Il percorso formativo missionario 2019 della Diocesi di Macerata

IL RACCONTO DEL PRIMO INCONTRO

POVERI. NOI?
Sono nata dove la pioggia porta ancora il profumo dell’ebano
Una terra dove il cemento ancora non strangola il sole
Tutti dicevano che ero bella come la notte africana
E nei miei occhi splendeva la luna, mi chiamavano la perla Nera…
A 16 anni mi hanno venduta, un bacio a mia madre e non mi sono voltata
Nella città con le sue mille luci per un attimo mi sono smarrita…
Così laggiù ho ben presto imparato che i miei sogni erano solo illusioni
E se volevo cercare fortuna dovevo lasciare ogni cosa”
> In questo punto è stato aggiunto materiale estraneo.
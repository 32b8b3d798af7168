//! タイル識別子 → 画像の対応表
//!
//! フォルダ選択で得たファイル名から拡張子を取り除いて識別子とする。
//! 画像の中身は検証しない（有効かどうかは推論サービスが判断する）。

use std::collections::HashMap;
use std::path::{Path, PathBuf};
use std::sync::Arc;

use crate::error::PipelineError;

/// 画像の参照（ファイルパスまたはメモリ上のバイト列）
#[derive(Debug, Clone, PartialEq)]
pub enum ImageHandle {
    File(PathBuf),
    Memory(Arc<[u8]>),
}

impl ImageHandle {
    pub async fn load(&self) -> std::io::Result<Vec<u8>> {
        match self {
            ImageHandle::File(path) => tokio::fs::read(path).await,
            ImageHandle::Memory(bytes) => Ok(bytes.to_vec()),
        }
    }
}

impl From<Vec<u8>> for ImageHandle {
    fn from(bytes: Vec<u8>) -> Self {
        ImageHandle::Memory(bytes.into())
    }
}

#[derive(Debug, Clone, Default)]
pub struct ImageAssetIndex {
    entries: HashMap<String, ImageHandle>,
}

impl ImageAssetIndex {
    pub fn new() -> Self {
        Self::default()
    }

    /// (ファイル名, 画像) の列から対応表を作る。同じ識別子は後のものが優先
    pub fn build<I, N>(files: I, extension: &str) -> Self
    where
        I: IntoIterator<Item = (N, ImageHandle)>,
        N: AsRef<str>,
    {
        let mut index = Self::new();
        for (name, handle) in files {
            index.insert(name.as_ref(), handle, extension);
        }
        index
    }

    /// フォルダ直下のファイルを名前順に走査して対応表を作る
    pub fn from_directory(dir: &Path, extension: &str) -> Result<Self, PipelineError> {
        let io_error = |source| PipelineError::Io {
            path: dir.to_path_buf(),
            source,
        };

        let mut files = Vec::new();
        for entry in std::fs::read_dir(dir).map_err(io_error)? {
            let entry = entry.map_err(io_error)?;
            let path = entry.path();
            if !path.is_file() {
                continue;
            }
            if let Some(name) = path.file_name().and_then(|n| n.to_str()) {
                files.push((name.to_string(), ImageHandle::File(path.clone())));
            }
        }
        files.sort_by(|a, b| a.0.cmp(&b.0));

        let index = Self::build(files, extension);
        tracing::info!(
            "[ImageAssetIndex] {} - {}枚の画像を登録しました",
            dir.display(),
            index.len()
        );
        Ok(index)
    }

    /// 拡張子を取り除いた識別子を返す。拡張子が一致しない・識別子が空なら None
    pub fn derive_id(file_name: &str, extension: &str) -> Option<String> {
        let split = file_name.len().checked_sub(extension.len())?;
        if !file_name.is_char_boundary(split) {
            return None;
        }
        let (stem, suffix) = file_name.split_at(split);
        if stem.is_empty() || !suffix.eq_ignore_ascii_case(extension) {
            return None;
        }
        Some(stem.to_string())
    }

    pub fn insert(
        &mut self,
        file_name: &str,
        handle: ImageHandle,
        extension: &str,
    ) -> Option<String> {
        let id = Self::derive_id(file_name, extension)?;
        if self.entries.insert(id.clone(), handle).is_some() {
            tracing::debug!("画像 {} は同じ識別子 {} の画像を置き換えました", file_name, id);
        }
        Some(id)
    }

    pub fn lookup(&self, id: &str) -> Option<&ImageHandle> {
        self.entries.get(id)
    }

    pub fn len(&self) -> usize {
        self.entries.len()
    }

    pub fn is_empty(&self) -> bool {
        self.entries.is_empty()
    }
}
Quante storie come questa hanno attraversato e continuano a solcare il nostro mare. Quante notti africane non conoscono più quello sguardo di speranza che attende lì il suo domani. Ebano dà voce a storie di fuga, di sogni infranti, di possibilità smarrite. Loro, sono quelli che scappano, sono loro i poveri di questo tempo che bussano alle nostre delicate coscienze. E noi? Noi apriamo, chiudiamo, ci commuoviamo, scappiamo, denunciamo. Noi, dentro quel mondo che tutto rende narcotizzato, siamo spesso capaci di riconoscere le differenze, noi e loro, mai le analogie, profondamente convinti che i poveri sono loro e noi non possiamo farci nulla, se non a volte difenderci. Questo siamo noi? Sono davvero loro i poveri d’origine controllata?
“Noi noi no”, grida il testo di un’altra nota canzone. E proprio da questa sonora provocazione, che ancor più oggi squarcia il nostro orizzonte, nasce l’idea del percorso formativo missionario diocesano: “Poveri. Noi?”. Un’iniziativa promossa dall’equipe del Centro missionario per offrire ai giovani e meno giovani un tempo di riflessione sull’uomo e il mondo in cui vive. Come ci ricorda con chiarezza Papa Francesco: “Può essere missionario solo chi si sente bene nel cercare il bene del prossimo, chi desidera la felicità degli altri. Questa apertura del cuore è fonte di felicità, perché «si è più beati nel dare che nel ricevere » (At 20,35). Non si vive meglio fuggendo dagli altri, nascondendosi, negandosi alla condivisione, se si resiste a dare, se ci si rinchiude nella comodità. Ciò non è altro che un lento suicidio. (…) Io sono una missione su questa terra, e per questo mi trovo in questo mondo.”. Una parola così vera e inequivocabile: scoprirsi missione, essere una missione, prima ancora di partire o essere in missione. Il percorso pertanto, strutturato in quattro incontri di due ore e un week-end, si pone questa finalità: costruire un cammino di animazione e formazione missionaria che accompagni, soprattutto i giovani, a maturare la scelta di vivere un’esperienza missionaria estiva di servizio e condivisione, sia in Italia che all’estero. Una scelta guidata dalle proposte delle associazioni e i gruppi missionari della Diocesi, favorita dalla conoscenza di iniziative di servizio e sensibilità missionaria presenti sul territorio, ma soprattutto nutrita di una consapevolezza fondamentale: scoprire l’umanità, quella vicina, quella lontana, quella che grida dentro ognuno di noi. Dalla coscienza di chi siamo, come viviamo nel nostro mondo occidentale, tracotante di mezzi, ma povero di senso e di relazioni autentiche, alla scoperta di quanto l’informazione possa confondere, piuttosto che formare alla verità. Decidere di partire, lasciare sicurezze per incontrare un mondo altro richiede coraggio, ma prima ancora la capacità di guardare con onestà che cosa accade intorno a noi. Tante le povertà, le ingiustizie, le guerre che travolgono il mondo. Risposta non c’è alle tante contraddizioni che si vedono, si sentono, si toccano. Offrire un luogo perchè tutto questo possa essere condiviso con umiltà e senso critico è un’opportunità da non perdere. Ogni uomo è una missione.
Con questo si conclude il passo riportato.